Evolution may favor flu mutations that increase mammalian transmissibility
A team of scientists led by Thomas Friedrich from the University of Wisconsin-Madison School of Veterinary Medicine used deep sequencing to identify low-frequency mutations occurring when the avian flu virus grows in and transmits between mammals. The team found that natural selection acts strongly on hemagglutinin, the structure the flu virus uses to attach to and infect host cells.
While all flu viruses originally came from birds, the virus evolved over time to adapt to other animals like humans. Natural selection favored viruses that contained mutations allowing them to more readily infect new host cells. Every time a virus infects a cell, a mutation occurs somewhere on the viral genome.

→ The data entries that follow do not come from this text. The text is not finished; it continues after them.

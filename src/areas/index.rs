//! Staging area
//!
//! The index tracks which blob each path will hold in the next commit.
//!
//! ## Data Structures
//!
//! - `entries`: Maps paths to their index entries
//! - `children`: Maps directory paths to the entries below them, so a file
//!   replacing a directory (or the reverse) can discard the clashing entries

use crate::artifacts::index::checksum::Checksum;
use crate::artifacts::index::index_entry::IndexEntry;
use crate::artifacts::index::{CHECKSUM_SIZE, HEADER_SIZE, SIGNATURE, VERSION};
use crate::artifacts::objects::OBJECT_ID_BYTES;
use crate::artifacts::objects::object_id::ObjectId;
use crate::artifacts::tree::FlatTree;
use crate::errors::{Error, IoContext, Result};
use byteorder::{ByteOrder, NetworkEndian, WriteBytesExt};
use std::collections::{BTreeMap, BTreeSet};
use std::path::Path;

#[derive(Debug, Clone)]
pub struct Index {
    /// Path to the index file (`.kit/index`)
    path: Box<Path>,
    entries: BTreeMap<String, IndexEntry>,
    children: BTreeMap<String, BTreeSet<String>>,
    /// Set when the in-memory entries differ from what was loaded
    changed: bool,
}

impl Index {
    pub fn new(path: Box<Path>) -> Self {
        Index {
            path,
            entries: BTreeMap::new(),
            children: BTreeMap::new(),
            changed: false,
        }
    }

    pub fn path(&self) -> &Path {
        &self.path
    }

    /// Load the index from disk
    ///
    /// A missing or empty file is an empty index. Acquires a shared lock on the
    /// index file while reading.
    pub fn rehydrate(&mut self) -> Result<()> {
        self.entries.clear();
        self.children.clear();
        self.changed = false;

        if !self.path.exists() {
            return Ok(());
        }

        let mut index_file = std::fs::OpenOptions::new()
            .read(true)
            .open(&self.path)
            .at(&*self.path)?;
        let mut lock = file_guard::lock(&mut index_file, file_guard::Lock::Shared, 0, 1)
            .at(&*self.path)?;

        let size = lock.metadata().at(&*self.path)?.len() as usize;
        if size == 0 {
            return Ok(());
        }

        let mut reader = Checksum::new(&mut **lock);
        let entries_count = Self::parse_header(&mut reader)?;
        let entries_size = size.saturating_sub(HEADER_SIZE + CHECKSUM_SIZE);
        self.parse_entries(entries_count, entries_size, &mut reader)?;

        reader.verify()?;
        tracing::trace!(entries = self.entries.len(), "loaded index");

        Ok(())
    }

    fn parse_header(reader: &mut Checksum<&mut std::fs::File>) -> Result<u32> {
        let header = reader.read(HEADER_SIZE)?;

        if &header[..4] != SIGNATURE.as_bytes() {
            return Err(Error::CorruptIndex("invalid index file signature".to_string()));
        }

        let version = NetworkEndian::read_u32(&header[4..8]);
        if version != VERSION {
            return Err(Error::CorruptIndex(format!(
                "unsupported index file version: {version}"
            )));
        }

        Ok(NetworkEndian::read_u32(&header[8..12]))
    }

    /// Read `entries_count` entries, none of which may run past `entries_size`
    /// bytes
    fn parse_entries(
        &mut self,
        entries_count: u32,
        entries_size: usize,
        reader: &mut Checksum<&mut std::fs::File>,
    ) -> Result<()> {
        let mut remaining = entries_size;

        for _ in 0..entries_count {
            let path_len = NetworkEndian::read_u32(&reader.read(4)?) as usize;
            remaining = remaining
                .checked_sub(4 + OBJECT_ID_BYTES)
                .and_then(|left| left.checked_sub(path_len))
                .ok_or_else(|| {
                    Error::CorruptIndex(format!(
                        "entry path length {path_len} runs past the end of the index"
                    ))
                })?;

            let path = String::from_utf8(reader.read(path_len)?)
                .map_err(|_| Error::CorruptIndex("non UTF-8 path".to_string()))?;
            let oid = ObjectId::from_digest(&reader.read(OBJECT_ID_BYTES)?)?;

            self.store_entry(IndexEntry::new(path, oid));
        }

        Ok(())
    }

    pub fn contains(&self, path: &str) -> bool {
        self.entries.contains_key(path)
    }

    /// Remove entries that would clash with the new entry
    ///
    /// A file entry at any parent directory goes, and so does everything below
    /// the new entry's own path.
    fn discard_conflicts(&mut self, entry: &IndexEntry) {
        for parent in entry.parent_dirs() {
            self.remove_entry(parent);
        }
        self.remove_children(&entry.path);
    }

    fn store_entry(&mut self, entry: IndexEntry) {
        for parent in entry.parent_dirs() {
            self.children
                .entry(parent.to_string())
                .or_default()
                .insert(entry.path.clone());
        }

        self.entries.insert(entry.path.clone(), entry);
    }

    fn remove_children(&mut self, path: &str) {
        if let Some(children) = self.children.remove(path) {
            for child in children {
                self.remove_entry(&child);
            }
        }
    }

    fn remove_entry(&mut self, path: &str) {
        let Some(entry) = self.entries.remove(path) else {
            return;
        };

        for parent in entry.parent_dirs() {
            if let Some(children) = self.children.get_mut(parent) {
                children.remove(path);
                if children.is_empty() {
                    self.children.remove(parent);
                }
            }
        }
    }

    pub fn add(&mut self, entry: IndexEntry) {
        self.discard_conflicts(&entry);
        self.store_entry(entry);
        self.changed = true;
    }

    /// Remove a file entry or every entry below a directory
    pub fn remove(&mut self, path: &str) {
        self.remove_entry(path);
        self.remove_children(path);
        self.changed = true;
    }

    pub fn clear(&mut self) {
        self.entries.clear();
        self.children.clear();
        self.changed = true;
    }

    /// Replace every entry with the given flat mapping
    pub fn replace(&mut self, flat: &FlatTree) {
        self.clear();
        for (path, oid) in flat {
            self.store_entry(IndexEntry::new(path.clone(), oid.clone()));
        }
    }

    pub fn is_changed(&self) -> bool {
        self.changed
    }

    /// Persist the index under an exclusive lock
    pub fn write_updates(&mut self) -> Result<()> {
        let mut index_file = std::fs::OpenOptions::new()
            .write(true)
            .create(true)
            .truncate(true)
            .open(&self.path)
            .at(&*self.path)?;
        let mut lock = file_guard::lock(&mut index_file, file_guard::Lock::Exclusive, 0, 1)
            .at(&*self.path)?;

        let mut writer = Checksum::new(&mut **lock);

        let entries_count = u32::try_from(self.entries.len())
            .map_err(|_| Error::CorruptIndex("too many entries".to_string()))?;
        let mut header = Vec::with_capacity(HEADER_SIZE);
        header.extend_from_slice(SIGNATURE.as_bytes());
        header
            .write_u32::<NetworkEndian>(VERSION)
            .and_then(|_| header.write_u32::<NetworkEndian>(entries_count))
            .at(&*self.path)?;
        writer.write(&header).at(&*self.path)?;

        for entry in self.entries.values() {
            writer.write(&entry.serialize()?).at(&*self.path)?;
        }

        writer.write_checksum().at(&*self.path)?;
        self.changed = false;
        tracing::debug!(entries = self.entries.len(), "wrote index");

        Ok(())
    }

    pub fn entries(&self) -> impl Iterator<Item = &IndexEntry> {
        self.entries.values()
    }

    pub fn len(&self) -> usize {
        self.entries.len()
    }

    pub fn is_empty(&self) -> bool {
        self.entries.is_empty()
    }

    /// The staged content as a flat `path -> blob` mapping
    pub fn snapshot(&self) -> FlatTree {
        self.entries
            .iter()
            .map(|(path, entry)| (path.clone(), entry.oid.clone()))
            .collect()
    }
}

"You might think they all have the same sequence, but they don't," Friedrich said. "We found that this diversity increases over time in essentially all infected individuals we examined."
Using the data from a transmission study in ferrets, the researchers found that mutations present in approximately six percent of the viruses infecting one ferret could be transmitted to another ferret. The findings suggest that even rare mutations can be transmitted if they have an evolutionary advantage.
Friedrich said that avian flu viruses capable of infecting humans likely already exist in nature at very low frequencies. He said it was possible that there are viruses out there only a mutation away that have yet to encounter a susceptible host.